Density, distribution function, quantile function,
random generation and hazard function for the exponentiated Weibull distribution with
parameters mu, sigma and nu.
Usage
dEW(x, mu, sigma, nu, log = FALSE)
pEW(q, mu, sigma, nu, lower.tail = TRUE, log.p = FALSE)

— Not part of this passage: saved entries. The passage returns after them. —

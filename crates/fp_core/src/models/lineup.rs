use serde::{Deserialize, Serialize};

/// One roster entry as supplied by the roster collaborator.
#[derive(Debug, Clone, PartialEq, Serialize, Deserialize)]
pub struct RosterPlayer {
    pub id: String,
    pub name: String,
    #[serde(skip_serializing_if = "Option::is_none")]
    pub shirt_number: Option<u8>,
    pub position: String,
    #[serde(skip_serializing_if = "Option::is_none")]
    pub rating: Option<f32>,
}

impl RosterPlayer {
    pub fn new(id: impl Into<String>, name: impl Into<String>, position: impl Into<String>) -> Self {
        Self {
            id: id.into(),
            name: name.into(),
            shirt_number: None,
            position: position.into(),
            rating: None,
        }
    }
}

/// A player placed in a formation slot.
///
/// `slot` indexes into the formation layout; `substituted_in_minute` is set
/// when the reconciler overlays a substitution onto this slot.
#[derive(Debug, Clone, PartialEq, Serialize, Deserialize)]
pub struct LineupSlot {
    pub slot: u8,
    pub position_label: String,
    pub player: RosterPlayer,
    #[serde(skip_serializing_if = "Option::is_none")]
    pub substituted_in_minute: Option<u8>,
}

/// An ordered starting eleven plus the formation code used to lay it out.
#[derive(Debug, Clone, PartialEq, Default, Serialize, Deserialize)]
pub struct Lineup {
    pub formation: String,
    pub slots: Vec<LineupSlot>,
}

impl Lineup {
    pub fn new(formation: impl Into<String>) -> Self {
        Self { formation: formation.into(), slots: Vec::new() }
    }
}

#[cfg(test)]
mod tests {
    use super::*;

    #[test]
    fn slot_json_skips_absent_substitution_minute() {
        let slot = LineupSlot {
            slot: 0,
            position_label: "GK".to_string(),
            player: RosterPlayer::new("gk1", "Keeper", "GK"),
            substituted_in_minute: None,
        };

        let json = serde_json::to_string(&slot).unwrap();
        assert!(!json.contains("substituted_in_minute"));
        let back: LineupSlot = serde_json::from_str(&json).unwrap();
        assert_eq!(slot, back);
    }
}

qEW(p, mu, sigma, nu, lower.tail = TRUE, log.p = FALSE)
rEW(n, mu, sigma, nu)
hEW(x, mu, sigma, nu)Value
dEW gives the density, pEW gives the distribution
function, qEW gives the quantile function, rEW
generates random deviates and hEW gives the hazard function.
Details
The Exponentiated Weibull Distribution with parameters mu,
sigma and nu has density given by
\(f(x)=\nu \mu \sigma x^{\sigma-1} \exp(-\mu x^\sigma) (1-\exp(-\mu x^\sigma))^{\nu-1},\)
for \(x > 0\), \(\mu > 0\), \(\sigma > 0\) and \(\nu > 0\).
Examples
old_par <- par(mfrow = c(1, 1)) # save previous graphical parameters
## The probability density function
curve(dEW(x, mu=2, sigma=1.5, nu=0.5), from=0, to=2,
ylim=c(0, 2.5), col="red", las=1, ylab="f(x)")
## The cumulative distribution and the Reliability function
par(mfrow=c(1, 2))
curve(pEW(x, mu=2, sigma=1.5, nu=0.5),
from=0, to=2, col="red", las=1, ylab="F(x)")
curve(pEW(x, mu=2, sigma=1.5, nu=0.5, lower.tail=FALSE),
from=0, to=2, col="red", las=1, ylab="R(x)")
## The quantile function
p <- seq(from=0, to=0.99999, length.out=100)
plot(x=qEW(p, mu=2, sigma=1.5, nu=0.5), y=p, xlab="Quantile",
las=1, ylab="Probability")
curve(pEW(x, mu=2, sigma=1.5, nu=0.5), from=0, add=TRUE, col="red")
## The random function
hist(rEW(n=10000, mu=2, sigma=1.5, nu=0.5), freq=FALSE,
xlab="x", las=1, main="")
curve(dEW(x, mu=2, sigma=1.5, nu=0.5), from=0, add=TRUE, col="red")
## The Hazard function
par(mfrow=c(1,1))
curve(hEW(x, mu=2, sigma=1.5, nu=0.5), from=0, to=2, ylim=c(0, 7),
col="red", ylab="Hazard function", las=1)
par(old_par) # restore previous graphical parameters